La máxima «amarás a tu prójimo como a ti mismo» puede ser una abreviación de esta otra: «amarás a tu prójimo tal y como tú esperas ser amado por él»; en cuyo caso, no se iría más allá de la obligada correspondencia. Aunque en el resto del A.T. apenas se hace alusión a este mandamiento, los rabinos conocieron su valor normativo y su gran importancia; así, por ejemplo, dice el rabino Akiba en el siglo II a.C.: «”Amarás a tu prójimo como a ti mismo”, éste es el mandamiento grande y universal de la Torah»(la Ley)
La Palabra de Dios impone no sólo un justo comportamiento exterior según la ley, sino que intenta llegar al corazón humano, inculcándole el amor. Y, entonces, estamos ya fuera del régimen de la ley, siendo ésta superada, interiorizada. Todo el montaje cultural, ritual y legal debe llevar al hombre a esta interiorización.

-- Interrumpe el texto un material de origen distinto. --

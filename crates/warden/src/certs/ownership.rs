//! File ownership delegation for issued certificates
//!
//! Services that read their certificate as a dedicated user need the files
//! handed over after issuance. Account provisioning happens elsewhere; this
//! module only changes ownership of existing files.

use std::fmt;
use std::path::PathBuf;

use certwarden_config::OwnerIds;
use nix::unistd::{chown, Gid, Uid};
use thiserror::Error;
use tracing::debug;

/// Target owner of issued files
#[derive(Debug, Clone, Copy, PartialEq, Eq)]
pub struct Principal {
    pub uid: u32,
    pub gid: u32,
}

impl From<OwnerIds> for Principal {
    fn from(ids: OwnerIds) -> Self {
        Self {
            uid: ids.uid,
            gid: ids.gid,
        }
    }
}

impl fmt::Display for Principal {
    fn fmt(&self, f: &mut fmt::Formatter<'_>) -> fmt::Result {
        write!(f, "{}:{}", self.uid, self.gid)
    }
}

#[derive(Debug, Error)]
#[error("failed to hand {path} to {principal}: {source}")]
pub struct OwnershipError {
    pub path: PathBuf,
    pub principal: Principal,
    #[source]
    pub source: nix::errno::Errno,
}

/// Capability to transfer file ownership
pub trait OwnershipHook: Send + Sync + fmt::Debug {
    fn grant_ownership(&self, paths: &[PathBuf], principal: Principal) -> Result<(), OwnershipError>;
}

/// `chown(2)` based hook
#[derive(Debug, Clone, Copy, Default)]
pub struct ChownHook;

impl OwnershipHook for ChownHook {
    fn grant_ownership(&self, paths: &[PathBuf], principal: Principal) -> Result<(), OwnershipError> {
        for path in paths {
            chown(
                path.as_path(),
                Some(Uid::from_raw(principal.uid)),
                Some(Gid::from_raw(principal.gid)),
            )
            .map_err(|source| OwnershipError {
                path: path.clone(),
                principal,
                source,
            })?;
            debug!(path = %path.display(), owner = %principal, "Transferred file ownership");
        }
        Ok(())
    }
}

Y el resultado de este amor, ¡es el «perdón»! Se escucha ya la parábola del «Padre misericordioso». Se escuchan ya estas palabras: «Amen a sus enemigos, entonces serán hijos del Dios Altísimo, porque El es bondadoso con los desagradecidos y los perversos». ¡Dios es bueno! ¡Dios es amor! ¡Dios es Padre! Jesús no hará otra cosa que tomar las palabras del salmo: «con la ternura de un padre con sus hijos»... «Padre nuestro, que estás en los cielos, perdona nuestras ofensas, como nosotros perdonamos...».
Jesús desde la cruz contempla ese Pueblo que él ha amado y que en ese momento se burla de él y lo maltrata de palabra. Da su vida por ellos como la prueba máxima del amor. Su oración es una petición de comprensión y de perdón que sale de lo profundo de su corazón; Padre, perdónalos porque no saben lo que hacen. Poco después, el primer discípulo que es sacrificado con el martirio, san Esteban, dirá como su maestro: Señor, no les tengas en cuenta este pecado. La historia de la Iglesia está llena de cristianos y cristianas que no sólo han perdonado a quienes no los han amado y les han hecho mal sino que han ido más allá, hasta aceptar en su casa, para educarlo, al homicida de su hijo.
En el mundo violento en que vivimos esta palabra es actual y exigente. Nos invita a revisar no sólo las intenciones de nuestro corazón sino incluso las palabras que nos salen de los labios. ¿Cuándo los noticieros nos traen la noticia de que alguien que consideramos malo y nefasto para la sociedad, cuáles son los sentimientos que alberga nuestro corazón, cuáles las palabras que pronunciamos? ¿Son las palabras del Señor que nos pide amar al enemigo y orar por él, o las que brotan de nuestro corazón resentido, deseoso de castigos cuando no de venganzas? Pensémoslo y pidamos la gracia de ser de veras cristianos.
En el Evangelio, una vez más, en sus exigencias en el sermón de la llanura, Jesús va más allá de la ley de Moisés. Supera la interpretación de los diez mandamientos hecha por el Antiguo Testamento. Jesús destaca, por sobre todos, el mandamiento del amor fraterno, e introduce varias novedades: - Primero: La venganza no es cristiana, aun sí está aparentemente justificada. Sus palabras sobre el tema han de ser entendidas en este sentido, y no como una llamada a la debilidad o a la pasividad: «No ofrezcan resistencia a las injurias... cuando una persona te golpea en la mejilla derecha, ofrécele la otra...». - Segundo: Jesús dice que también debemos amar a los enemigos y orar por ellos. Porque si no los amamos y perdonamos, no vamos más allá de la antigua ley (donde el amor y el perdón sólo alcanzaba al Pueblo elegido). Y no somos diferentes de los paganos o de cualquier persona común, pues todos son buenos con sus amigos.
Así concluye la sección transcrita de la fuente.